Before long, Seal is working both for the nefarious Colombians and the DEA. He’s also yanked into the clusterfuck of the U.S. government’s involvement in the Nicaraguan Revolution, delivering guns to the American-backed Contras to battle the Sandinistas. Well, he is until it becomes clear his Colombian pals have better uses for automatic weapons than their rather ambivalent Nicaragua brethren. Things simply can’t go on like this forever.

A concurrent and highly engaging story arc follows Seal and wife Lucy as they set up in tiny Mena, Arkansas at the government’s behest, struggling to maintain a more-or-less workaday facade while coping with the bags and bags and bags of illegal cash Seal’s drug smuggling brings in. 

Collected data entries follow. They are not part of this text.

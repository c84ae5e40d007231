//! Process-local conversation store.

use super::{ConversationStore, Turn};
use helpdesk_core::{AppError, AppResult};
use std::collections::HashMap;
use std::sync::RwLock;

/// Conversation store held in memory; history is lost on exit.
#[derive(Debug, Default)]
pub struct InMemoryConversationStore {
    sessions: RwLock<HashMap<String, Vec<Turn>>>,
}

impl InMemoryConversationStore {
    pub fn new() -> Self {
        Self::default()
    }
}

fn poisoned<T>(_: T) -> AppError {
    AppError::History("conversation store lock poisoned".to_string())
}

impl ConversationStore for InMemoryConversationStore {
    fn read(&self, session_id: &str) -> AppResult<Vec<Turn>> {
        let sessions = self.sessions.read().map_err(poisoned)?;
        Ok(sessions.get(session_id).cloned().unwrap_or_default())
    }

    fn append(&self, session_id: &str, turn: Turn) -> AppResult<()> {
        let mut sessions = self.sessions.write().map_err(poisoned)?;
        sessions.entry(session_id.to_string()).or_default().push(turn);
        Ok(())
    }

    fn clear(&self, session_id: &str) -> AppResult<()> {
        let mut sessions = self.sessions.write().map_err(poisoned)?;
        sessions.remove(session_id);
        Ok(())
    }
}
//! Logging infrastructure for the helpdesk RAG service.
//!
//! This module initializes the tracing subscriber for structured logging.
//! All logs are emitted to stderr to keep stdout clean for answers.

use std::io::IsTerminal;

use tracing_subscriber::{fmt, layer::SubscriberExt, util::SubscriberInitExt, EnvFilter};

use crate::error::{AppError, AppResult};

/// Initialize the tracing subscriber with stderr output.
///
/// This sets up structured logging with:
/// - Output to stderr (stdout is reserved for data)
/// - Environment-based filtering (RUST_LOG or provided level)
/// - Optional ANSI color control
///
/// # Example
/// ```no_run
/// use helpdesk_core::logging::init_logging;
///
/// init_logging(None, false).expect("Failed to initialize logging");
/// ```
pub fn init_logging(log_level: Option<&str>, no_color: bool) -> AppResult<()> {
    let default_level = std::env::var("RUST_LOG").unwrap_or_else(|_| "info".to_string());
    let filter_str = log_level.unwrap_or(&default_level);

    let env_filter = EnvFilter::try_new(filter_str)
        .map_err(|e| AppError::Config(format!("Invalid log filter: {}", e)))?;

    let fmt_layer = fmt::layer()
        .with_writer(std::io::stderr)
        .with_target(true)
        .with_level(true)
        .with_ansi(!no_color && supports_color());

    tracing_subscriber::registry()
        .with(env_filter)
        .with(fmt_layer)
        .try_init()
        .map_err(|e| AppError::Config(format!("Failed to init logging: {}", e)))?;

    Ok(())
}

/// Check if stderr can render color output.
fn supports_color() -> bool {
    if std::env::var("NO_COLOR").is_ok() {
        return false;
    }

    std::io::stderr().is_terminal()
}

#[cfg(test)]
mod tests {
    use super::*;

    #[test]
    fn test_invalid_filter_is_config_error() {
        let result = init_logging(Some("helpdesk=notalevel"), true);
        assert!(matches!(result, Err(AppError::Config(_))));
    }
}
//! Vector search abstraction consumed by the retrieval stages.

use crate::types::{Document, SearchParams};
use helpdesk_core::AppResult;

/// Read-only similarity search over the corpus.
///
/// Implementations are shared by every in-flight request and must not
/// mutate state at query time.
#[async_trait::async_trait]
pub trait VectorSearch: Send + Sync {
    /// Return up to `params.k` documents for `query`, best first, each
    /// paired with its similarity to the query.
    async fn search(&self, query: &str, params: &SearchParams) -> AppResult<Vec<(Document, f32)>>;
}
//! Conversation history: prior (query, answer) turns per session.
//!
//! Sessions exist implicitly from their first append and disappear only
//! through `clear`.

pub mod memory;
pub mod sqlite;

pub use memory::InMemoryConversationStore;
pub use sqlite::SqliteConversationStore;

use chrono::{DateTime, Utc};
use helpdesk_core::AppResult;
use serde::{Deserialize, Serialize};

/// One recorded exchange within a session.
#[derive(Debug, Clone, PartialEq, Serialize, Deserialize)]
#[serde(rename_all = "camelCase")]
pub struct Turn {
    pub query: String,
    pub answer: String,
    pub created_at: DateTime<Utc>,
}

impl Turn {
    /// A turn stamped with the current time.
    pub fn new(query: impl Into<String>, answer: impl Into<String>) -> Self {
        Self {
            query: query.into(),
            answer: answer.into(),
            created_at: Utc::now(),
        }
    }
}

/// Per-session ordered turn storage.
///
/// `read` returns turns in append order. Each `append` is atomic; ordering
/// across concurrent appends to one session is up to the caller.
pub trait ConversationStore: Send + Sync {
    fn read(&self, session_id: &str) -> AppResult<Vec<Turn>>;

    fn append(&self, session_id: &str, turn: Turn) -> AppResult<()>;

    /// Remove every turn of a session. Clearing an unknown session is a no-op.
    fn clear(&self, session_id: &str) -> AppResult<()>;
}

Part of the movie’s charm is its attention to period detail: Seal standing at a bank of pay phones with a fistful of quarters juggling the various lines; the sight of a souped-up Gremlin; footage of Ronald and Nancy Reagan’s knuckleheaded pronouncements about the ‘War on Drugs.’

Liman and Cruise make Seal a likable if inscrutable guy — why would a respected and well-remunerated pilot with a growing family jump into such fraught circumstances? But the audience isn’t larded with much time to ponder. Daring flight sequences dominate (all executed by amateur pilot Cruise himself, apparently) and there’s plenty of laughs. Plus, Cruise can carry a movie and not just as an action hero but as an everyman, which is fairly astonishing when you think about it. 

The closing frames, which chronicle what happened to the real-life players after the house of cards fell, feels slapdash compared the film’s tightly constructed narrative. But that’s a small complaint in an otherwise solid popcorn-friendly action/adventure. The Mummy isn’t quite forgiven but Cruise is clearly making amends. That’s enough.

American Made. Directed by Doug Liman. Starring Tom Cruise, Domhnall Gleeson, and Sarah Wright. Opens wide Friday (September 29).